#### [Problem statement]
Exact copies of the records below are required.

#### [Supplied records]
#[cfg(test)]
mod tests {
    use super::*;
    use sip_types::header::Header;
    use sip_types::headers::NamedAddress;
    use sip_types::message::reply;
    use sip_types::param::Param;
    use sip_types::status::StatusCode;
    use sip_types::uri::Host;

    fn sample_invite() -> Request {
        let mut headers = HeaderMap::new();
        headers.push(Header::Via(Via::new("UDP", Host::Hostname("pc33.atlanta.com".into()), Some(5060), vec![Param::branch("z9hG4bK776asdhds")])));
        headers.push(Header::From(NamedAddress::new(Some("Alice".into()), Uri::sip("atlanta.com").with_user("alice")).with_tag("1928301774")));
        headers.push(Header::To(NamedAddress::new(Some("Bob".into()), Uri::sip("biloxi.com").with_user("bob"))));
        headers.push(Header::CallId("a84b4c76e66710@pc33.atlanta.com".into()));
        headers.push(Header::CSeq(CSeq { seq: 314159, method: Method::Invite }));
        headers.push(Header::Contact(NamedAddress::new(None, Uri::sip("pc33.atlanta.com").with_user("alice"))));
        Request::new(Method::Invite, Uri::sip("biloxi.com").with_user("bob"), headers)
    }

    fn via_template() -> Via {
        Via::new("UDP", Host::Hostname("pc33.atlanta.com".into()), Some(5060), vec![])
    }

    #[test]
    fn uac_dialog_early_on_1xx_with_tag() {
        let invite = sample_invite();
        let mut ringing = reply(&invite, StatusCode::RINGING, Some("314159"));
        ringing.headers.push(Header::Contact(NamedAddress::new(None, Uri::sip("biloxi.com").with_user("bob"))));
        let dialog = Dialog::from_uac_response(&invite, &ringing, None).unwrap();
        assert_eq!(dialog.state, DialogState::Early);
        assert_eq!(dialog.local_tag, "1928301774");
        assert_eq!(dialog.remote_tag, "314159");
    }

    #[test]
    fn uac_dialog_confirmed_on_2xx() {
        let invite = sample_invite();
        let mut ok = reply(&invite, StatusCode::OK, Some("314159"));
        ok.headers.push(Header::Contact(NamedAddress::new(None, Uri::sip("biloxi.com").with_user("bob"))));
        let dialog = Dialog::from_uac_response(&invite, &ok, None).unwrap();
        assert_eq!(dialog.state, DialogState::Confirmed);
    }

    #[test]
    fn non_dialog_establishing_response_is_rejected() {
        let invite = sample_invite();
        let trying = reply(&invite, StatusCode::TRYING, None);
        assert_eq!(Dialog::from_uac_response(&invite, &trying, None).unwrap_err(), Error::NotDialogEstablishing);
    }

    #[test]
    fn route_set_is_record_route_reversed() {
        let mut headers = HeaderMap::new();
        headers.push(Header::RecordRoute(NamedAddress::new(None, Uri::sip("proxy1.com"))));
        headers.push(Header::RecordRoute(NamedAddress::new(None, Uri::sip("proxy2.com"))));
        let route_set = extract_route_set(&headers);
        assert_eq!(route_set, vec![Uri::sip("proxy2.com"), Uri::sip("proxy1.com")]);
    }

    #[test]
    fn build_request_increments_local_seq_and_applies_route_set() {
        let invite = sample_invite();
        let mut ok = reply(&invite, StatusCode::OK, Some("314159"));
        ok.headers.push(Header::Contact(NamedAddress::new(None, Uri::sip("biloxi.com").with_user("bob"))));
        ok.headers.push(Header::RecordRoute(NamedAddress::new(None, Uri::sip("proxy.atlanta.com"))));
        let mut dialog = Dialog::from_uac_response(&invite, &ok, None).unwrap();
        assert_eq!(dialog.local_seq, 314159);

        let bye = dialog.build_request(Method::Bye, via_template(), 70);
        assert_eq!(dialog.local_seq, 314160);
        assert_eq!(bye.cseq().unwrap().seq, 314160);
        assert_eq!(bye.headers.get_all("route").count(), 1);
        assert_eq!(bye.from_header().unwrap().tag(), Some("1928301774"));
        assert_eq!(bye.to_header().unwrap().tag(), Some("314159"));
    }

    #[test]
    fn ack_reuses_invite_cseq_number() {
        let invite = sample_invite();
        let mut ok = reply(&invite, StatusCode::OK, Some("314159"));
        ok.headers.push(Header::Contact(NamedAddress::new(None, Uri::sip("biloxi.com").with_user("bob"))));
        let dialog = Dialog::from_uac_response(&invite, &ok, None).unwrap();
        let ack = dialog.build_ack(314159, via_template());
        assert_eq!(ack.cseq().unwrap().seq, 314159);
        assert_eq!(ack.method, Method::Ack);
    }

    #[test]
    fn out_of_order_in_dialog_request_is_rejected() {
        let invite = sample_invite();
        let mut ok = reply(&invite, StatusCode::OK, Some("314159"));
        ok.headers.push(Header::Contact(NamedAddress::new(None, Uri::sip("biloxi.com").with_user("bob"))));
        let mut dialog = Dialog::from_uas_response(&invite, &ok, None).unwrap();
        assert_eq!(dialog.remote_seq, Some(314159));

        let mut stale_headers = HeaderMap::new();
        stale_headers.push(Header::CSeq(CSeq { seq: 314159, method: Method::Info }));
        let stale = Request::new(Method::Info, Uri::sip("pc33.atlanta.com"), stale_headers);
        assert!(dialog.process_incoming_request(&stale).is_err());
    }

    #[test]
    fn bye_terminates_dialog_from_any_state() {
        let invite = sample_invite();
        let mut ringing = reply(&invite, StatusCode::RINGING, Some("314159"));
        ringing.headers.push(Header::Contact(NamedAddress::new(None, Uri::sip("biloxi.com").with_user("bob"))));
        let mut dialog = Dialog::from_uac_response(&invite, &ringing, None).unwrap();

        let mut bye_headers = HeaderMap::new();
        bye_headers.push(Header::CSeq(CSeq { seq: 1, method: Method::Bye }));
        let bye = Request::new(Method::Bye, Uri::sip("pc33.atlanta.com"), bye_headers);
        dialog.process_incoming_request(&bye).unwrap();
        assert_eq!(dialog.state, DialogState::Terminated);
    }

    #[test]
    fn incoming_request_key_swaps_to_and_from_tags() {
        let mut headers = HeaderMap::new();
        headers.push(Header::From(NamedAddress::new(None, Uri::sip("a.com")).with_tag("remote-tag")));
        headers.push(Header::To(NamedAddress::new(None, Uri::sip("b.com")).with_tag("local-tag")));
        headers.push(Header::CallId("call-1".into()));
        let request = Request::new(Method::Bye, Uri::sip("b.com"), headers);
        let key = key_for_incoming_request(&request).unwrap();
        assert_eq!(key, DialogKey::new("call-1", "local-tag", "remote-tag"));
    }
}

#### [Exercise output]
#[cfg(test)]
mod tests {
    use super::*;
    use sip_types::header::Header;
    use sip_types::headers::NamedAddress;
    use sip_types::message::reply;
    use sip_types::param::Param;
    use sip_types::status::StatusCode;
    use sip_types::uri::Host;

    fn sample_invite() -> Request {
        let mut headers = HeaderMap::new();
        headers.push(Header::Via(Via::new("UDP", Host::Hostname("pc33.atlanta.com".into()), Some(5060), vec![Param::branch("z9hG4bK776asdhds")])));
        headers.push(Header::From(NamedAddress::new(Some("Alice".into()), Uri::sip("atlanta.com").with_user("alice")).with_tag("1928301774")));
        headers.push(Header::To(NamedAddress::new(Some("Bob".into()), Uri::sip("biloxi.com").with_user("bob"))));
        headers.push(Header::CallId("a84b4c76e66710@pc33.atlanta.com".into()));
        headers.push(Header::CSeq(CSeq { seq: 314159, method: Method::Invite }));
        headers.push(Header::Contact(NamedAddress::new(None, Uri::sip("pc33.atlanta.com").with_user("alice"))));
        Request::new(Method::Invite, Uri::sip("biloxi.com").with_user("bob"), headers)
    }

    fn via_template() -> Via {
        Via::new("UDP", Host::Hostname("pc33.atlanta.com".into()), Some(5060), vec![])
    }

    #[test]
    fn uac_dialog_early_on_1xx_with_tag() {
        let invite = sample_invite();
        let mut ringing = reply(&invite, StatusCode::RINGING, Some("314159"));
        ringing.headers.push(Header::Contact(NamedAddress::new(None, Uri::sip("biloxi.com").with_user("bob"))));
        let dialog = Dialog::from_uac_response(&invite, &ringing, None).unwrap();
        assert_eq!(dialog.state, DialogState::Early);
        assert_eq!(dialog.local_tag, "1928301774");
        assert_eq!(dialog.remote_tag, "314159");
    }

    #[test]
    fn uac_dialog_confirmed_on_2xx() {
        let invite = sample_invite();
        let mut ok = reply(&invite, StatusCode::OK, Some("314159"));
        ok.headers.push(Header::Contact(NamedAddress::new(None, Uri::sip("biloxi.com").with_user("bob"))));
        let dialog = Dialog::from_uac_response(&invite, &ok, None).unwrap();
        assert_eq!(dialog.state, DialogState::Confirmed);
    }

    #[test]
    fn non_dialog_establishing_response_is_rejected() {
        let invite = sample_invite();
        let trying = reply(&invite, StatusCode::TRYING, None);
        assert_eq!(Dialog::from_uac_response(&invite, &trying, None).unwrap_err(), Error::NotDialogEstablishing);
    }

    #[test]
    fn route_set_is_record_route_reversed() {
        let mut headers = HeaderMap::new();
        headers.push(Header::RecordRoute(NamedAddress::new(None, Uri::sip("proxy1.com"))));
        headers.push(Header::RecordRoute(NamedAddress::new(None, Uri::sip("proxy2.com"))));
        let route_set = extract_route_set(&headers);
        assert_eq!(route_set, vec![Uri::sip("proxy2.com"), Uri::sip("proxy1.com")]);
    }

    #[test]
    fn build_request_increments_local_seq_and_applies_route_set() {
        let invite = sample_invite();
        let mut ok = reply(&invite, StatusCode::OK, Some("314159"));
        ok.headers.push(Header::Contact(NamedAddress::new(None, Uri::sip("biloxi.com").with_user("bob"))));
        ok.headers.push(Header::RecordRoute(NamedAddress::new(None, Uri::sip("proxy.atlanta.com"))));
        let mut dialog = Dialog::from_uac_response(&invite, &ok, None).unwrap();
        assert_eq!(dialog.local_seq, 314159);

        let bye = dialog.build_request(Method::Bye, via_template(), 70);
        assert_eq!(dialog.local_seq, 314160);
        assert_eq!(bye.cseq().unwrap().seq, 314160);
        assert_eq!(bye.headers.get_all("route").count(), 1);
        assert_eq!(bye.from_header().unwrap().tag(), Some("1928301774"));
        assert_eq!(bye.to_header().unwrap().tag(), Some("314159"));
    }

    #[test]
    fn ack_reuses_invite_cseq_number() {
        let invite = sample_invite();
        let mut ok = reply(&invite, StatusCode::OK, Some("314159"));
        ok.headers.push(Header::Contact(NamedAddress::new(None, Uri::sip("biloxi.com").with_user("bob"))));
        let dialog = Dialog::from_uac_response(&invite, &ok, None).unwrap();
        let ack = dialog.build_ack(314159, via_template());
        assert_eq!(ack.cseq().unwrap().seq, 314159);
        assert_eq!(ack.method, Method::Ack);
    }

    #[test]
    fn out_of_order_in_dialog_request_is_rejected() {
        let invite = sample_invite();
        let mut ok = reply(&invite, StatusCode::OK, Some("314159"));
        ok.headers.push(Header::Contact(NamedAddress::new(None, Uri::sip("biloxi.com").with_user("bob"))));
        let mut dialog = Dialog::from_uas_response(&invite, &ok, None).unwrap();
        assert_eq!(dialog.remote_seq, Some(314159));

        let mut stale_headers = HeaderMap::new();
        stale_headers.push(Header::CSeq(CSeq { seq: 314159, method: Method::Info }));
        let stale = Request::new(Method::Info, Uri::sip("pc33.atlanta.com"), stale_headers);
        assert!(dialog.process_incoming_request(&stale).is_err());
    }

    #[test]
    fn bye_terminates_dialog_from_any_state() {
        let invite = sample_invite();
        let mut ringing = reply(&invite, StatusCode::RINGING, Some("314159"));
        ringing.headers.push(Header::Contact(NamedAddress::new(None, Uri::sip("biloxi.com").with_user("bob"))));
        let mut dialog = Dialog::from_uac_response(&invite, &ringing, None).unwrap();

        let mut bye_headers = HeaderMap::new();
        bye_headers.push(Header::CSeq(CSeq { seq: 1, method: Method::Bye }));
        let bye = Request::new(Method::Bye, Uri::sip("pc33.atlanta.com"), bye_headers);
        dialog.process_incoming_request(&bye).unwrap();
        assert_eq!(dialog.state, DialogState::Terminated);
    }

    #[test]
    fn incoming_request_key_swaps_to_and_from_tags() {
        let mut headers = HeaderMap::new();
        headers.push(Header::From(NamedAddress::new(None, Uri::sip("a.com")).with_tag("remote-tag")));
        headers.push(Header::To(NamedAddress::new(None, Uri::sip("b.com")).with_tag("local-tag")));
        headers.push(Header::CallId("call-1".into()));
        let request = Request::new(Method::Bye, Uri::sip("b.com"), headers);
        let key = key_for_incoming_request(&request).unwrap();
        assert_eq!(key, DialogKey::new("call-1", "local-tag", "remote-tag"));
    }
}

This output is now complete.